Bottom Line: CpGs of significant cis-mQTLs were overrepresented in the gene body and outside of CpG islands.Follow-up analyses further identified mQTLs associated with gene expression and insulin secretion in human islets.Finally, we found direct correlations between DNA methylation of 22,773 (4.9%) CpGs with mRNA expression of 4,876 genes, where 90% of the correlations were negative when CpGs were located in the region surrounding transcription start site.
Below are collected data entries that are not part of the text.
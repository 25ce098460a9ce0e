use regex::Regex;
use std::sync::LazyLock;
use thiserror::Error;

static IDENTIFIER_PATTERN: LazyLock<Result<Regex, regex::Error>> =
    LazyLock::new(|| Regex::new(r"^[A-Za-z0-9_][A-Za-z0-9._-]*$"));

/// A project or session name that could not be used as a single path component
#[derive(Debug, Clone, PartialEq, Eq, Error)]
#[error("Invalid {kind} identifier '{value}': use letters, digits, '.', '_' or '-', not starting with '.' or '-'")]
pub struct IdentifierError {
    pub kind: &'static str,
    pub value: String,
}

/// Accept identifiers that stay inside their parent directory
pub fn validate_identifier(kind: &'static str, value: &str) -> Result<(), IdentifierError> {
    let valid = match IDENTIFIER_PATTERN.as_ref() {
        Ok(pattern) => pattern.is_match(value),
        Err(_) => false,
    };

    if valid {
        Ok(())
    } else {
        Err(IdentifierError {
            kind,
            value: value.to_string(),
        })
    }
}
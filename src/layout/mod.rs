//! Pipeline stage tables and the canonical/legacy path scheme.

pub mod identifier;
pub mod pipeline;
pub mod resolver;

pub use identifier::{validate_identifier, IdentifierError};
pub use pipeline::{ArtifactKind, PipelineStage};
pub use resolver::{PathResolver, ResolvedArtifact, SourceLayout};
use std::path::{Path, PathBuf};
use tracing::{info, warn};

use super::feedback::REQUIRED_FEEDBACK_SECTIONS;
use super::report::{ComplianceReport, Finding, FindingKind};
use super::{placeholder_count, read_artifact, resolve_session, unreadable, ComplianceError};
use crate::layout::{ArtifactKind, PathResolver};

/// Markers a document must contain to count as structurally complete
pub fn section_markers(artifact: ArtifactKind) -> &'static [&'static str] {
    match artifact {
        ArtifactKind::Intent => &["# Intent", "Overview"],
        ArtifactKind::Context => &["# Context", "Technical Environment"],
        ArtifactKind::Spec => &["# Specification", "Acceptance Criteria", "Overview"],
        ArtifactKind::Plan => &["# Implementation Plan", "Phases"],
        ArtifactKind::Tasks => &["# Tasks", "Phase"],
        ArtifactKind::Feedback => &REQUIRED_FEEDBACK_SECTIONS,
        ArtifactKind::TestPlan | ArtifactKind::Implementation => &[],
    }
}

/// Canonical-only presence and section-marker checks
#[derive(Debug, Clone)]
pub struct ArtifactValidator {
    root: PathBuf,
    placeholder_marker: String,
}

impl ArtifactValidator {
    pub const CHECK_NAME: &'static str = "validate-artifacts";

    pub fn new(root: impl Into<PathBuf>, placeholder_marker: impl Into<String>) -> Self {
        Self {
            root: root.into(),
            placeholder_marker: placeholder_marker.into(),
        }
    }

    pub fn validate(
        &self,
        project: &str,
        session: Option<&str>,
        resolve_session_from_pointer: bool,
    ) -> Result<ComplianceReport, ComplianceError> {
        let resolver = PathResolver::new(&self.root);
        let (session, source) =
            resolve_session(&resolver, project, session, resolve_session_from_pointer)?;
        let mut report = ComplianceReport::new(Self::CHECK_NAME, project, &session, source, false);

        for artifact in ArtifactKind::ALL {
            let path = resolver.canonical_path(project, &session, artifact);
            let shown = relative(&self.root, &path);

            if !path.is_file() {
                report.push(
                    Finding::error(FindingKind::MissingArtifact, &shown, "Missing artifact")
                        .for_artifact(artifact),
                );
                continue;
            }

            let content = match read_artifact(&path) {
                Ok(content) => content,
                Err(e) => {
                    warn!(path = ?path, error = %e, "Artifact could not be read");
                    report.push(unreadable(&shown, &e).for_artifact(artifact));
                    continue;
                }
            };
            let missing: Vec<&str> = section_markers(artifact)
                .iter()
                .copied()
                .filter(|marker| !content.contains(marker))
                .collect();
            for marker in missing {
                report.push(
                    Finding::error(
                        FindingKind::MissingSection,
                        &shown,
                        format!("Missing section marker '{marker}'"),
                    )
                    .for_artifact(artifact),
                );
            }

            if placeholder_count(&content, &self.placeholder_marker) > 0 {
                report.push(
                    Finding::warning(
                        FindingKind::Placeholder,
                        &shown,
                        format!("Still contains '{}'; fill before publishing", self.placeholder_marker),
                    )
                    .for_artifact(artifact),
                );
            }
        }

        info!(
            project,
            session = %session,
            errors = report.error_count(),
            "Artifact validation finished"
        );
        Ok(report)
    }
}

pub(crate) fn relative(root: &Path, path: &Path) -> PathBuf {
    path.strip_prefix(root).unwrap_or(path).to_path_buf()
}
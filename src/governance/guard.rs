use tracing::warn;

use super::error::GovernanceError;
use super::types::{Actor, GovernanceState};

/// Gate for every state-mutating command: only the active actor may proceed.
pub struct ActiveActorGuard;

impl ActiveActorGuard {
    /// Returns the parsed caller when it is the active actor
    pub fn verify(
        calling_actor: &str,
        state: &GovernanceState,
        command: &str,
    ) -> Result<Actor, GovernanceError> {
        let caller: Actor = calling_actor.parse()?;

        if caller != state.active_actor {
            warn!(
                command = command,
                active = %state.active_actor,
                caller = %caller,
                "Rejected command from inactive actor"
            );
            return Err(GovernanceError::PermissionDenied {
                command: command.to_string(),
                active: state.active_actor,
                caller,
            });
        }

        Ok(caller)
    }
}

#[cfg(test)]
mod tests {
    use super::*;
    use chrono::Utc;

    #[test]
    fn test_active_actor_passes() {
        let state = GovernanceState::bootstrap(Utc::now());
        let actor = ActiveActorGuard::verify("codex_gpt", &state, "acknowledge").unwrap();
        assert_eq!(actor, Actor::CodexGpt);
    }

    #[test]
    fn test_inactive_actor_is_denied_with_both_names() {
        let state = GovernanceState::bootstrap(Utc::now());
        let err = ActiveActorGuard::verify("claude_code", &state, "stage change").unwrap_err();

        let message = err.to_string();
        assert!(matches!(err, GovernanceError::PermissionDenied { .. }));
        assert!(message.contains("codex_gpt"));
        assert!(message.contains("claude_code"));
        assert!(message.contains("stage change"));
    }

    #[test]
    fn test_unknown_actor_is_invalid() {
        let state = GovernanceState::bootstrap(Utc::now());
        assert!(matches!(
            ActiveActorGuard::verify("gpt5", &state, "role change"),
            Err(GovernanceError::InvalidActor { .. })
        ));
    }
}
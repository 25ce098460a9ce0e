use anyhow::Result;
use chrono::Utc;

use super::{Command, CommandContext, CommandStatus};
use crate::governance::GovernanceState;

/// Read-only: never creates or rewrites the state file
pub struct ViewCommand;

impl Command for ViewCommand {
    fn execute(&self, ctx: &CommandContext) -> Result<CommandStatus> {
        let now = Utc::now();
        let state = match ctx.store.peek()? {
            Some(state) => state,
            None => {
                println!(
                    "ℹ️  No governance state at {} yet; showing defaults",
                    ctx.display_path(ctx.store.state_file())
                );
                GovernanceState::bootstrap(now)
            }
        };

        println!("🤝 GOVERNANCE STATE");
        println!("==================");
        println!("👤 Active actor:     {}", state.active_actor);
        println!("🔁 Phase:            {}", state.phase());
        println!("🆔 Cycle:            {}", state.handoff_cycle_id);
        println!("🎯 Stage:            {}", state.active_stage);
        match &state.role_change_event {
            Some(event) => println!(
                "🎭 Role:             {} (from {}, {}; {})",
                event.to,
                event.from,
                event.timestamp.to_rfc3339(),
                event.reason
            ),
            None => println!("🎭 Role:             unspecified"),
        }
        match &state.last_handoff {
            Some(handoff) => println!(
                "🔄 Last handoff:     {} → {} at {} ({})",
                handoff.from,
                handoff.to,
                handoff.timestamp.to_rfc3339(),
                handoff.notes
            ),
            None => println!("🔄 Last handoff:     none"),
        }

        let staleness = ctx
            .staleness_monitor()
            .describe(&state, now)
            .unwrap_or_else(|| "fresh".to_string());
        println!(
            "🕒 Last checked:     {} ({staleness})",
            state.last_checked.to_rfc3339()
        );

        let env_var = &ctx.config.governance.actor_env_var;
        match ctx.env_actor() {
            Some(actor) if actor == state.active_actor.as_str() => {
                println!("🔐 {env_var}:           {actor} (active)")
            }
            Some(actor) => println!("🔐 {env_var}:           {actor} (not active)"),
            None => println!("🔐 {env_var}:           unset"),
        }
        Ok(CommandStatus::Success)
    }
}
View Article: PubMed Central - PubMed

Affiliation: Department of Clinical Sciences, Epigenetics and Diabetes, Lund University Diabetes Centre, Clinical Research Centre, Malmö, Sweden.

ABSTRACT
Genetic and epigenetic mechanisms may interact and together affect biological processes and disease development. However, most previous studies have investigated genetic and epigenetic mechanisms independently, and studies examining their interactions throughout the human genome are lacking. To identify genetic loci that interact with the epigenome, we performed the first genome-wide DNA methylation quantitative trait locus (mQTL) analysis in human pancreatic islets. We related 574,553 single nucleotide polymorphisms (SNPs) with genome-wide DNA methylation data of 468,787 CpG sites targeting 99% of RefSeq genes in islets from 89 donors. We identified 67,438 SNP-CpG pairs in cis, corresponding to 36,783 SNPs (6.4% of tested SNPs) and 11,735 CpG sites (2.5% of tested CpGs), and 2,562 significant SNP-CpG pairs in trans, corresponding to 1,465 SNPs (0.3% of tested SNPs) and 383 CpG sites (0.08% of tested CpGs), showing significant associations after correction for multiple testing. These include reported diabetes loci, e.g. ADCY5, KCNJ11, HLA-DQA1, INS, PDX1 and GRB10. CpGs of significant cis-mQTLs were overrepresented in the gene body and outside of CpG islands. Follow-up analyses further identified mQTLs associated with gene expression and insulin secretion in human islets. Causal inference test (CIT) identified SNP-CpG pairs where DNA methylation in human islets is the potential mediator of the genetic association with gene expression or insulin secretion. Functional analyses further demonstrated that identified candidate genes (GPX7, GSTT1 and SNX19) directly affect key biological processes such as proliferation and apoptosis in pancreatic β-cells. Finally, we found direct correlations between DNA methylation of 22,773 (4.9%) CpGs with mRNA expression of 4,876 genes, where 90% of the correlations were negative when CpGs were located in the region surrounding transcription start site. Our study demonstrates for the first time how genome-wide genetic and epigenetic variation interacts to influence gene expression, islet function and potential diabetes risk in humans.